--- SUPPLIED RECORDS Enclosed Below ---

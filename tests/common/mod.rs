//! Common test utilities and helpers for cmlstat tests
//!
//! Provides a builder for raw usage records and an in-memory
//! [`UsageSource`] serving pre-built pages.

use async_trait::async_trait;
use chrono::{DateTime, Duration, TimeZone, Utc};
use cmlstat_core::config::ReportConfig;
use cmlstat_core::error::{CmlstatError, Result};
use cmlstat_core::source::UsageSource;
use cmlstat_core::timezone::TimezoneConfig;
use cmlstat_core::types::{
    CreatorInfo, NumberOrString, ProjectInfo, RawSeriesValue, RawUsageRecord, ResourceKind,
    UsagePage,
};
use cmlstat_core::window::ReportWindow;
use std::sync::atomic::{AtomicUsize, Ordering};
use tempfile::TempDir;

/// Start of the July 2024 test window
pub fn base_time() -> DateTime<Utc> {
    Utc.with_ymd_and_hms(2024, 7, 1, 8, 0, 0).unwrap()
}

/// July 2024 in UTC
pub fn july() -> ReportWindow {
    ReportWindow::month(2024, 7, &TimezoneConfig::utc()).unwrap()
}

/// Default config writing into a fresh temporary directory, with fast retries
pub fn temp_config() -> (TempDir, ReportConfig) {
    let dir = TempDir::new().unwrap();
    let mut config = ReportConfig::default();
    config.output.directory = dir.path().to_path_buf();
    config.retry.backoff_ms = 1;
    config.retry.max_backoff_ms = 2;
    (dir, config)
}

/// Builder for creating test RawUsageRecord instances
pub struct RawRecordBuilder {
    id: String,
    user: Option<String>,
    project: Option<String>,
    workload_type: String,
    status: Option<String>,
    created_at: Option<String>,
    hours: Option<f64>,
    cpu: f64,
    memory_mib: f64,
    gpu: f64,
}

impl RawRecordBuilder {
    /// A one-hour, one-core job by `alice` in `default`
    pub fn new(id: &str) -> Self {
        Self {
            id: id.to_string(),
            user: Some("alice".to_string()),
            project: Some("default".to_string()),
            workload_type: "job".to_string(),
            status: Some("succeeded".to_string()),
            created_at: Some(base_time().to_rfc3339()),
            hours: Some(1.0),
            cpu: 1.0,
            memory_mib: 1024.0,
            gpu: 0.0,
        }
    }

    pub fn user(mut self, user: &str) -> Self {
        self.user = Some(user.to_string());
        self
    }

    pub fn project(mut self, project: &str) -> Self {
        self.project = Some(project.to_string());
        self
    }

    pub fn workload_type(mut self, workload_type: &str) -> Self {
        self.workload_type = workload_type.to_string();
        self
    }

    pub fn status(mut self, status: &str) -> Self {
        self.status = Some(status.to_string());
        self
    }

    pub fn created_at(mut self, created_at: &str) -> Self {
        self.created_at = Some(created_at.to_string());
        self
    }

    /// Run time in hours; `None` leaves the workload running
    pub fn hours(mut self, hours: Option<f64>) -> Self {
        self.hours = hours;
        self
    }

    pub fn cpu(mut self, cpu: f64) -> Self {
        self.cpu = cpu;
        self
    }

    pub fn gpu(mut self, gpu: f64) -> Self {
        self.gpu = gpu;
        self
    }

    pub fn build(self) -> RawUsageRecord {
        let finished_at = match (&self.created_at, self.hours) {
            (Some(created), Some(hours)) => DateTime::parse_from_rfc3339(created)
                .ok()
                .map(|start| {
                    let millis = (hours * 3_600_000.0).round() as i64;
                    (start.with_timezone(&Utc) + Duration::milliseconds(millis)).to_rfc3339()
                }),
            _ => None,
        };

        RawUsageRecord {
            id: Some(self.id),
            workload_type: Some(self.workload_type),
            status: self.status,
            created_at: self.created_at,
            finished_at,
            duration: None,
            cpu: Some(NumberOrString::Text(self.cpu.to_string())),
            memory: Some(NumberOrString::Text(self.memory_mib.to_string())),
            nvidia_gpu: Some(NumberOrString::Text(self.gpu.to_string())),
            creator_info: self.user.map(|username| CreatorInfo {
                username: Some(username),
            }),
            project_info: self.project.map(|name| ProjectInfo { name: Some(name) }),
        }
    }
}

/// In-memory usage source
///
/// `list_usage` serves `records` in pages of the requested size, using the
/// page index as token. `fail_from_page` makes every request for that page
/// and later ones fail with a 500.
#[derive(Default)]
pub struct MemorySource {
    pub records: Vec<RawUsageRecord>,
    pub series: Vec<(ResourceKind, Vec<RawSeriesValue>)>,
    pub fail_from_page: Option<usize>,
    pub requests: AtomicUsize,
}

impl MemorySource {
    pub fn with_records(records: Vec<RawUsageRecord>) -> Self {
        Self {
            records,
            ..Default::default()
        }
    }

    pub fn requests(&self) -> usize {
        self.requests.load(Ordering::SeqCst)
    }
}

#[async_trait]
impl UsageSource for MemorySource {
    async fn list_usage(
        &self,
        _window: &ReportWindow,
        page_size: u32,
        page_token: Option<&str>,
    ) -> Result<UsagePage> {
        self.requests.fetch_add(1, Ordering::SeqCst);
        let page: usize = page_token.map(|t| t.parse().unwrap()).unwrap_or(0);
        if self.fail_from_page.is_some_and(|from| page >= from) {
            return Err(CmlstatError::Api {
                endpoint: "api/v2/usage".into(),
                status: 500,
                body: "internal error".into(),
            });
        }

        let size = page_size as usize;
        let start = page * size;
        let end = (start + size).min(self.records.len());
        let records = self.records.get(start..end).unwrap_or_default().to_vec();
        let next_page_token = (end < self.records.len()).then(|| (page + 1).to_string());
        Ok(UsagePage {
            records,
            next_page_token,
        })
    }

    async fn time_series(
        &self,
        resource: ResourceKind,
        _window: &ReportWindow,
    ) -> Result<Vec<RawSeriesValue>> {
        Ok(self
            .series
            .iter()
            .find(|(kind, _)| *kind == resource)
            .map(|(_, values)| values.clone())
            .unwrap_or_default())
    }
}
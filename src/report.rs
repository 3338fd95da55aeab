//! Report pipelines
//!
//! Each pipeline runs fetch → normalize → aggregate → export to completion
//! against any [`UsageSource`]. Nothing is written unless the fetch
//! succeeded in full.

use crate::aggregation::{WorkloadAggregates, aggregate};
use crate::export::{
    COMBINED_COLUMNS, DETAIL_COLUMNS, Exporter, ReportMetadata, SERIES_COLUMNS, STATUS_COLUMNS,
    combined_record, detail_record, file_name, point_record, status_record, summary_header,
    summary_record,
};
use crate::normalizer::normalize_all;
use crate::timeseries::{SeriesStats, combine, series_stats, to_points};
use chrono::Utc;
use cmlstat_client::UsageFetcher;
use cmlstat_core::aggregation_types::{ResourceStats, Totals};
use cmlstat_core::config::ReportConfig;
use cmlstat_core::error::Result;
use cmlstat_core::source::UsageSource;
use cmlstat_core::types::{ResourceKind, TimeSeriesPoint};
use cmlstat_core::window::ReportWindow;
use serde::Serialize;
use std::collections::BTreeMap;
use std::path::PathBuf;
use tracing::{info, warn};
use uuid::Uuid;

/// Name recorded in the workload report metadata
pub const WORKLOAD_SCRIPT_NAME: &str = "cmlstat workloads";
/// Name recorded in the time-series report metadata
pub const TIMESERIES_SCRIPT_NAME: &str = "cmlstat timeseries";

/// Outcome of a workload report run
#[derive(Debug, Clone)]
pub struct WorkloadReport {
    pub window: ReportWindow,
    /// Raw records fetched
    pub fetched_records: usize,
    /// Rows that survived normalization
    pub rows: usize,
    pub skipped_records: usize,
    pub aggregates: WorkloadAggregates,
    /// Every file written, metadata last
    pub files: Vec<PathBuf>,
}

/// Outcome of a time-series report run
#[derive(Debug, Clone)]
pub struct TimeSeriesReport {
    pub window: ReportWindow,
    /// Points kept per resource
    pub points: BTreeMap<ResourceKind, usize>,
    pub skipped_records: usize,
    /// Rows of the combined table
    pub combined_rows: usize,
    pub files: Vec<PathBuf>,
}

/// `data_summary` section of the workload metadata
#[derive(Debug, Clone, Serialize)]
struct WorkloadDataSummary<'a> {
    fetched_records: usize,
    pages: usize,
    #[serde(flatten)]
    totals: &'a Totals,
}

/// `data_summary` section of the time-series metadata
#[derive(Debug, Clone, Serialize)]
struct TimeSeriesDataSummary {
    resources: Vec<String>,
    combined_rows: usize,
    first_timestamp: Option<chrono::DateTime<Utc>>,
    last_timestamp: Option<chrono::DateTime<Utc>>,
}

/// Fetch, normalize, aggregate and export the workload report for `window`
pub async fn run_workload_report<S: UsageSource + ?Sized>(
    source: &S,
    config: &ReportConfig,
    window: &ReportWindow,
) -> Result<WorkloadReport> {
    info!(window = %window.label, "Generating workload report");

    let fetched = UsageFetcher::new(source, config).fetch_usage(window).await?;
    let batch = normalize_all(&fetched.records);
    if batch.rows.is_empty() {
        warn!(window = %window.label, "No usable workload records in window");
    }
    let aggregates = aggregate(&batch.rows);
    let summary = &aggregates.summary;

    let exporter = Exporter::new(&config.output.directory);
    let label = &window.file_label;
    let files = vec![
        exporter.write_csv(
            &format!("workload_detail_{label}.csv"),
            DETAIL_COLUMNS,
            batch.rows.iter().map(detail_record),
        )?,
        exporter.write_csv(
            &format!("workload_user_summary_{label}.csv"),
            summary_header("user", false),
            summary.by_user.iter().map(|row| summary_record(row, false)),
        )?,
        exporter.write_csv(
            &format!("workload_project_summary_{label}.csv"),
            summary_header("project", true),
            summary.by_project.iter().map(|row| summary_record(row, true)),
        )?,
        exporter.write_csv(
            &format!("workload_type_summary_{label}.csv"),
            summary_header("workload_type", false),
            summary
                .by_workload_type
                .iter()
                .map(|row| summary_record(row, false)),
        )?,
        exporter.write_csv(
            &format!("workload_status_summary_{label}.csv"),
            STATUS_COLUMNS,
            summary.by_status.iter().map(status_record),
        )?,
    ];

    let row_counts = BTreeMap::from([
        ("detail".to_string(), batch.rows.len()),
        ("user_summary".to_string(), summary.by_user.len()),
        ("project_summary".to_string(), summary.by_project.len()),
        ("type_summary".to_string(), summary.by_workload_type.len()),
        ("status_summary".to_string(), summary.by_status.len()),
    ]);
    let metadata: ReportMetadata<ResourceStats, WorkloadDataSummary<'_>> = ReportMetadata {
        run_id: Uuid::new_v4(),
        generated_at: Utc::now(),
        script_name: WORKLOAD_SCRIPT_NAME.to_string(),
        report_period: window.label.clone(),
        period_start: window.start,
        period_end: window.end,
        row_counts,
        skipped_records: batch.skipped_records,
        statistics: aggregates.statistics.clone(),
        data_summary: WorkloadDataSummary {
            fetched_records: fetched.records.len(),
            pages: fetched.pages,
            totals: &aggregates.totals,
        },
        export_files: files.iter().map(|path| file_name(path)).collect(),
    };
    let metadata_path = exporter.write_json(&format!("workload_report_{label}.json"), &metadata)?;

    let mut files = files;
    files.push(metadata_path);

    info!(
        window = %window.label,
        rows = batch.rows.len(),
        skipped = batch.skipped_records,
        users = aggregates.totals.unique_users,
        projects = aggregates.totals.unique_projects,
        "Workload report complete"
    );

    Ok(WorkloadReport {
        window: window.clone(),
        fetched_records: fetched.records.len(),
        rows: batch.rows.len(),
        skipped_records: batch.skipped_records,
        aggregates,
        files,
    })
}

/// Fetch, process and export the cpu/memory/gpu time series for `window`
pub async fn run_timeseries_report<S: UsageSource + ?Sized>(
    source: &S,
    config: &ReportConfig,
    window: &ReportWindow,
) -> Result<TimeSeriesReport> {
    info!(window = %window.label, "Generating time-series report");

    let raw = UsageFetcher::new(source, config)
        .fetch_all_time_series(window)
        .await?;

    let mut series: BTreeMap<ResourceKind, Vec<TimeSeriesPoint>> = BTreeMap::new();
    let mut skipped_records = 0;
    for resource in ResourceKind::ALL {
        let values = raw.get(&resource).map(Vec::as_slice).unwrap_or_default();
        let batch = to_points(resource, values);
        skipped_records += batch.skipped_records;
        series.insert(resource, batch.points);
    }
    let combined = combine(&series);

    let exporter = Exporter::new(&config.output.directory);
    let label = &window.file_label;
    let mut files = Vec::with_capacity(ResourceKind::ALL.len() + 2);
    let mut row_counts = BTreeMap::new();
    let mut statistics: BTreeMap<String, SeriesStats> = BTreeMap::new();

    for (resource, points) in &series {
        files.push(exporter.write_csv(
            &format!("cml_{resource}_usage_{label}.csv"),
            SERIES_COLUMNS,
            points.iter().map(point_record),
        )?);
        row_counts.insert(resource.to_string(), points.len());
        statistics.insert(resource.to_string(), series_stats(points));
    }
    files.push(exporter.write_csv(
        &format!("cml_combined_usage_{label}.csv"),
        COMBINED_COLUMNS,
        combined.iter().map(combined_record),
    )?);
    row_counts.insert("combined".to_string(), combined.len());

    let metadata = ReportMetadata {
        run_id: Uuid::new_v4(),
        generated_at: Utc::now(),
        script_name: TIMESERIES_SCRIPT_NAME.to_string(),
        report_period: window.label.clone(),
        period_start: window.start,
        period_end: window.end,
        row_counts,
        skipped_records,
        statistics,
        data_summary: TimeSeriesDataSummary {
            resources: series.keys().map(ToString::to_string).collect(),
            combined_rows: combined.len(),
            first_timestamp: combined.first().map(|row| row.timestamp),
            last_timestamp: combined.last().map(|row| row.timestamp),
        },
        export_files: files.iter().map(|path| file_name(path)).collect(),
    };
    files.push(exporter.write_json(&format!("cml_timeseries_report_{label}.json"), &metadata)?);

    let points: BTreeMap<ResourceKind, usize> = series
        .iter()
        .map(|(resource, points)| (*resource, points.len()))
        .collect();
    info!(
        window = %window.label,
        combined_rows = combined.len(),
        skipped = skipped_records,
        "Time-series report complete"
    );

    Ok(TimeSeriesReport {
        window: window.clone(),
        points,
        skipped_records,
        combined_rows: combined.len(),
        files,
    })
}
//! Timezone utilities for report windows
//!
//! Report windows are calendar periods ("July 2024"), so their boundaries
//! depend on the timezone the operator thinks in. This module detects the
//! system's local timezone, parses timezone strings from user input, and
//! converts local calendar boundaries to UTC instants.

use chrono::{DateTime, Duration, NaiveDateTime, TimeZone, Utc};
use chrono_tz::Tz;
use std::str::FromStr;
use tracing::debug;

/// Configuration for timezone handling
#[derive(Debug, Clone)]
pub struct TimezoneConfig {
    /// The timezone to use for date operations
    pub tz: Tz,
    /// Whether the timezone is UTC
    pub is_utc: bool,
}

impl Default for TimezoneConfig {
    fn default() -> Self {
        let tz = get_local_timezone();
        Self {
            is_utc: tz == Tz::UTC,
            tz,
        }
    }
}

impl TimezoneConfig {
    /// UTC configuration, independent of the host
    pub fn utc() -> Self {
        Self {
            tz: Tz::UTC,
            is_utc: true,
        }
    }

    /// Create a new timezone configuration from CLI arguments
    pub fn from_cli(timezone_str: Option<&str>, use_utc: bool) -> crate::error::Result<Self> {
        if use_utc {
            return Ok(Self::utc());
        }

        if let Some(tz_str) = timezone_str {
            let tz = Tz::from_str(tz_str).map_err(|_| {
                crate::error::CmlstatError::InvalidTimezone(format!(
                    "'{}'. Use format like 'America/New_York', 'Asia/Tokyo', or 'UTC'",
                    tz_str
                ))
            })?;
            Ok(Self {
                tz,
                is_utc: tz == Tz::UTC,
            })
        } else {
            Ok(Self::default())
        }
    }

    /// Get the display name for the configured timezone
    pub fn display_name(&self) -> &str {
        if self.is_utc { "UTC" } else { self.tz.name() }
    }

    /// Convert a local wall-clock time in this timezone to a UTC instant
    ///
    /// Ambiguous times (DST fall-back) resolve to the earlier instant. Times
    /// that do not exist locally (DST spring-forward gap) resolve to the
    /// first valid instant after the gap.
    pub fn to_utc(&self, local: NaiveDateTime) -> DateTime<Utc> {
        let mut candidate = local;
        // DST gaps are at most a few hours; step forward until the wall time exists.
        for _ in 0..4 {
            if let Some(dt) = self.tz.from_local_datetime(&candidate).earliest() {
                return dt.with_timezone(&Utc);
            }
            candidate += Duration::hours(1);
        }
        local.and_utc()
    }

    /// Current wall-clock time in this timezone
    pub fn now_local(&self) -> NaiveDateTime {
        Utc::now().with_timezone(&self.tz).naive_local()
    }
}

/// Timezone that report windows default to when none is given
///
/// `TZ` wins over the zone the OS reports. Anything unrecognized falls
/// back to UTC, which keeps month boundaries well defined.
pub fn get_local_timezone() -> Tz {
    let from_env = std::env::var("TZ")
        .ok()
        .and_then(|name| named_zone("TZ", &name));
    let from_system = || match iana_time_zone::get_timezone() {
        Ok(name) => named_zone("system", &name),
        Err(e) => {
            debug!(error = ?e, "System timezone unavailable");
            None
        }
    };

    from_env.or_else(from_system).unwrap_or_else(|| {
        debug!("Report windows fall back to UTC");
        Tz::UTC
    })
}

fn named_zone(source: &str, name: &str) -> Option<Tz> {
    match Tz::from_str(name.trim()) {
        Ok(tz) => {
            debug!(source, timezone = %tz.name(), "Report window timezone");
            Some(tz)
        }
        Err(_) => {
            debug!(source, name, "Unrecognized timezone name");
            None
        }
    }
}

#[cfg(test)]
mod tests {
    use super::*;
    use chrono::NaiveDate;

    #[test]
    fn test_named_zone() {
        assert_eq!(named_zone("TZ", " Asia/Tokyo "), Some(Tz::Asia__Tokyo));
        assert_eq!(named_zone("TZ", "Mars/Olympus"), None);
    }

    #[test]
    fn test_timezone_config_utc() {
        let config = TimezoneConfig::from_cli(None, true).unwrap();
        assert!(config.is_utc);
        assert_eq!(config.tz, Tz::UTC);
        assert_eq!(config.display_name(), "UTC");
    }

    #[test]
    fn test_timezone_config_explicit() {
        let config = TimezoneConfig::from_cli(Some("America/New_York"), false).unwrap();
        assert!(!config.is_utc);
        assert_eq!(config.tz.name(), "America/New_York");
    }

    #[test]
    fn test_timezone_config_invalid() {
        let result = TimezoneConfig::from_cli(Some("Invalid/Timezone"), false);
        assert!(result.is_err());
    }

    #[test]
    fn test_timezone_config_utc_via_timezone_flag() {
        let config = TimezoneConfig::from_cli(Some("UTC"), false).unwrap();
        assert!(config.is_utc);
        assert_eq!(config.display_name(), "UTC");
    }

    #[test]
    fn test_to_utc_offsets_local_midnight() {
        let config = TimezoneConfig::from_cli(Some("Asia/Tokyo"), false).unwrap();
        let local = NaiveDate::from_ymd_opt(2024, 7, 1)
            .unwrap()
            .and_hms_opt(0, 0, 0)
            .unwrap();
        let utc = config.to_utc(local);
        assert_eq!(utc, Utc.with_ymd_and_hms(2024, 6, 30, 15, 0, 0).unwrap());
    }

    #[test]
    fn test_to_utc_skips_dst_gap() {
        // 2024-03-10 02:30 does not exist in New York.
        let config = TimezoneConfig::from_cli(Some("America/New_York"), false).unwrap();
        let local = NaiveDate::from_ymd_opt(2024, 3, 10)
            .unwrap()
            .and_hms_opt(2, 30, 0)
            .unwrap();
        let utc = config.to_utc(local);
        assert_eq!(utc, Utc.with_ymd_and_hms(2024, 3, 10, 7, 30, 0).unwrap());
    }
}
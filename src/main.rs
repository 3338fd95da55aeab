//! cmlstat - Generate CML workload and resource usage reports

use anyhow::Context;
use clap::Parser;
use cmlstat::cli::{Cli, Command};
use cmlstat::report::{run_timeseries_report, run_workload_report};
use cmlstat_client::CmlClient;
use cmlstat_core::config::ReportConfig;
use std::path::PathBuf;
use tracing::info;
use tracing_subscriber::{layer::SubscriberExt, util::SubscriberInitExt};

/// Build the run configuration: file and environment, then CLI flags
fn load_config(cli: &Cli) -> anyhow::Result<ReportConfig> {
    let mut config = ReportConfig::load(cli.config.as_deref()).context("loading configuration")?;
    cli.apply_overrides(&mut config);
    config.validate()?;
    Ok(config)
}

fn print_files(files: &[PathBuf]) {
    for path in files {
        println!("{}", path.display());
    }
}

#[tokio::main]
async fn main() -> anyhow::Result<()> {
    let cli = Cli::parse();

    // Initialize logging. The --quiet flag should override RUST_LOG.
    let filter = if cli.quiet {
        tracing_subscriber::EnvFilter::new("warn")
    } else {
        tracing_subscriber::EnvFilter::try_from_default_env()
            .unwrap_or_else(|_| tracing_subscriber::EnvFilter::new("cmlstat=info"))
    };
    let (text_layer, json_layer) = if cli.log_json {
        (
            None,
            Some(tracing_subscriber::fmt::layer().json().with_writer(std::io::stderr)),
        )
    } else {
        (
            Some(tracing_subscriber::fmt::layer().with_writer(std::io::stderr)),
            None,
        )
    };
    tracing_subscriber::registry()
        .with(filter)
        .with(text_layer)
        .with(json_layer)
        .init();

    let config = load_config(&cli)?;
    let tz_config = cli.timezone_config()?;
    info!("Using timezone: {}", tz_config.display_name());

    let window = cli.command.window_args().window(&tz_config)?;
    info!(
        period = %window.label,
        start = %window.start,
        end = %window.end,
        output_dir = %config.output.directory.display(),
        "Report window"
    );

    let client = CmlClient::new(&config.api)?;

    match &cli.command {
        Command::Workloads(_) => {
            let report = run_workload_report(&client, &config, &window)
                .await
                .with_context(|| format!("workload report for {}", window.label))?;
            print_files(&report.files);
        }
        Command::Timeseries(_) => {
            let report = run_timeseries_report(&client, &config, &window)
                .await
                .with_context(|| format!("time-series report for {}", window.label))?;
            print_files(&report.files);
        }
    }

    Ok(())
}
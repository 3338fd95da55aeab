//! Error types for cmlstat
//!
//! This module defines the error types used throughout the cmlstat crates.
//! All errors are derived from `thiserror` for convenient error handling
//! and automatic `From` implementations.
//!
//! Two enums live here:
//!
//! - [`CmlstatError`] is fatal for a report run (fetch, write, config).
//! - [`ParseError`] describes a single malformed usage record. The
//!   normalizer recovers from it by skipping the record and counting it.
//!
//! # Example
//!
//! ```
//! use cmlstat_core::error::{CmlstatError, Result};
//!
//! fn example_function() -> Result<()> {
//!     // This will automatically convert io::Error to CmlstatError
//!     let _file = std::fs::read_to_string("nonexistent.txt")?;
//!     Ok(())
//! }
//! ```

use std::path::PathBuf;
use thiserror::Error;

/// Main error type for cmlstat operations
///
/// Every variant here ends the current report run. Record-level problems
/// are reported through [`ParseError`] instead.
#[derive(Error, Debug)]
pub enum CmlstatError {
    /// IO error occurred
    #[error("IO error: {0}")]
    Io(#[from] std::io::Error),

    /// JSON (de)serialization error
    #[error("JSON parsing error: {0}")]
    Json(#[from] serde_json::Error),

    /// Transport-level network error
    #[error("Network error: {0}")]
    Network(#[from] reqwest::Error),

    /// The API answered with a non-success status
    #[error("API request to {endpoint} failed with status {status}: {body}")]
    Api {
        /// Endpoint path that was called
        endpoint: String,
        /// HTTP status code
        status: u16,
        /// Response body (truncated)
        body: String,
    },

    /// Fetching from the API failed after all retries
    #[error("Fetch from {endpoint} failed after {attempts} attempt(s): {message}")]
    Fetch {
        /// Endpoint path that was called
        endpoint: String,
        /// Number of attempts made, including the first
        attempts: u32,
        /// Description of the last failure
        message: String,
    },

    /// Writing an export file failed
    #[error("Failed to write {}: {source}", path.display())]
    Write {
        /// Final path of the file being written
        path: PathBuf,
        /// Underlying IO failure
        #[source]
        source: std::io::Error,
    },

    /// Invalid date or date arguments
    #[error("Invalid date: {0}")]
    InvalidDate(String),

    /// Invalid timezone
    #[error("Invalid timezone: {0}")]
    InvalidTimezone(String),

    /// Configuration error
    #[error("Configuration error: {0}")]
    Config(String),

    /// Invalid argument
    #[error("Invalid argument: {0}")]
    InvalidArgument(String),
}

impl CmlstatError {
    /// Build a [`CmlstatError::Write`] for `path`
    pub fn write(path: impl Into<PathBuf>, source: std::io::Error) -> Self {
        Self::Write {
            path: path.into(),
            source,
        }
    }

    /// Whether repeating the failed API call may succeed
    ///
    /// Transport failures, timeouts, 408, 429 and 5xx responses are
    /// transient. Auth failures, other 4xx responses and malformed bodies
    /// are not.
    pub fn is_retryable(&self) -> bool {
        match self {
            Self::Network(e) => !e.is_decode() && !e.is_builder() && !e.is_status(),
            Self::Api { status, .. } => *status >= 500 || *status == 429 || *status == 408,
            _ => false,
        }
    }
}

/// Reason a single usage record was rejected by the normalizer
#[derive(Error, Debug, Clone, PartialEq)]
pub enum ParseError {
    /// A required field is absent
    #[error("missing field `{0}`")]
    MissingField(&'static str),

    /// A timestamp field could not be parsed
    #[error("invalid timestamp in `{field}`: {value:?}")]
    InvalidTimestamp {
        /// Field name
        field: &'static str,
        /// Raw value
        value: String,
    },

    /// The record ends before it starts
    #[error("end time {end} precedes start time {start}")]
    EndBeforeStart {
        /// Start instant (RFC 3339)
        start: String,
        /// End instant (RFC 3339)
        end: String,
    },

    /// The workload type is not one of model, job, application, session
    #[error("unknown workload type {0:?}")]
    UnknownWorkloadType(String),

    /// A resource quantity is negative or not finite
    #[error("invalid quantity in `{field}`: {value}")]
    InvalidQuantity {
        /// Field name
        field: &'static str,
        /// Offending value
        value: f64,
    },

    /// A time-series count is not a non-negative integer
    #[error("invalid count {0:?}")]
    InvalidCount(String),
}

/// Convenience type alias for Results in cmlstat
///
/// # Example
///
/// ```
/// use cmlstat_core::Result;
///
/// fn process_data() -> Result<String> {
///     Ok("Processed successfully".to_string())
/// }
/// ```
pub type Result<T> = std::result::Result<T, CmlstatError>;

--- End of Enclosed SUPPLIED RECORDS ---

REQUIRED WORK :: When a line of the records includes "ReportMetadata", that line belongs in the answer.

ANSWER FOR THE TASK ::
    COMBINED_COLUMNS, DETAIL_COLUMNS, Exporter, ReportMetadata, SERIES_COLUMNS, STATUS_COLUMNS,
    let metadata: ReportMetadata<ResourceStats, WorkloadDataSummary<'_>> = ReportMetadata {
    let metadata = ReportMetadata {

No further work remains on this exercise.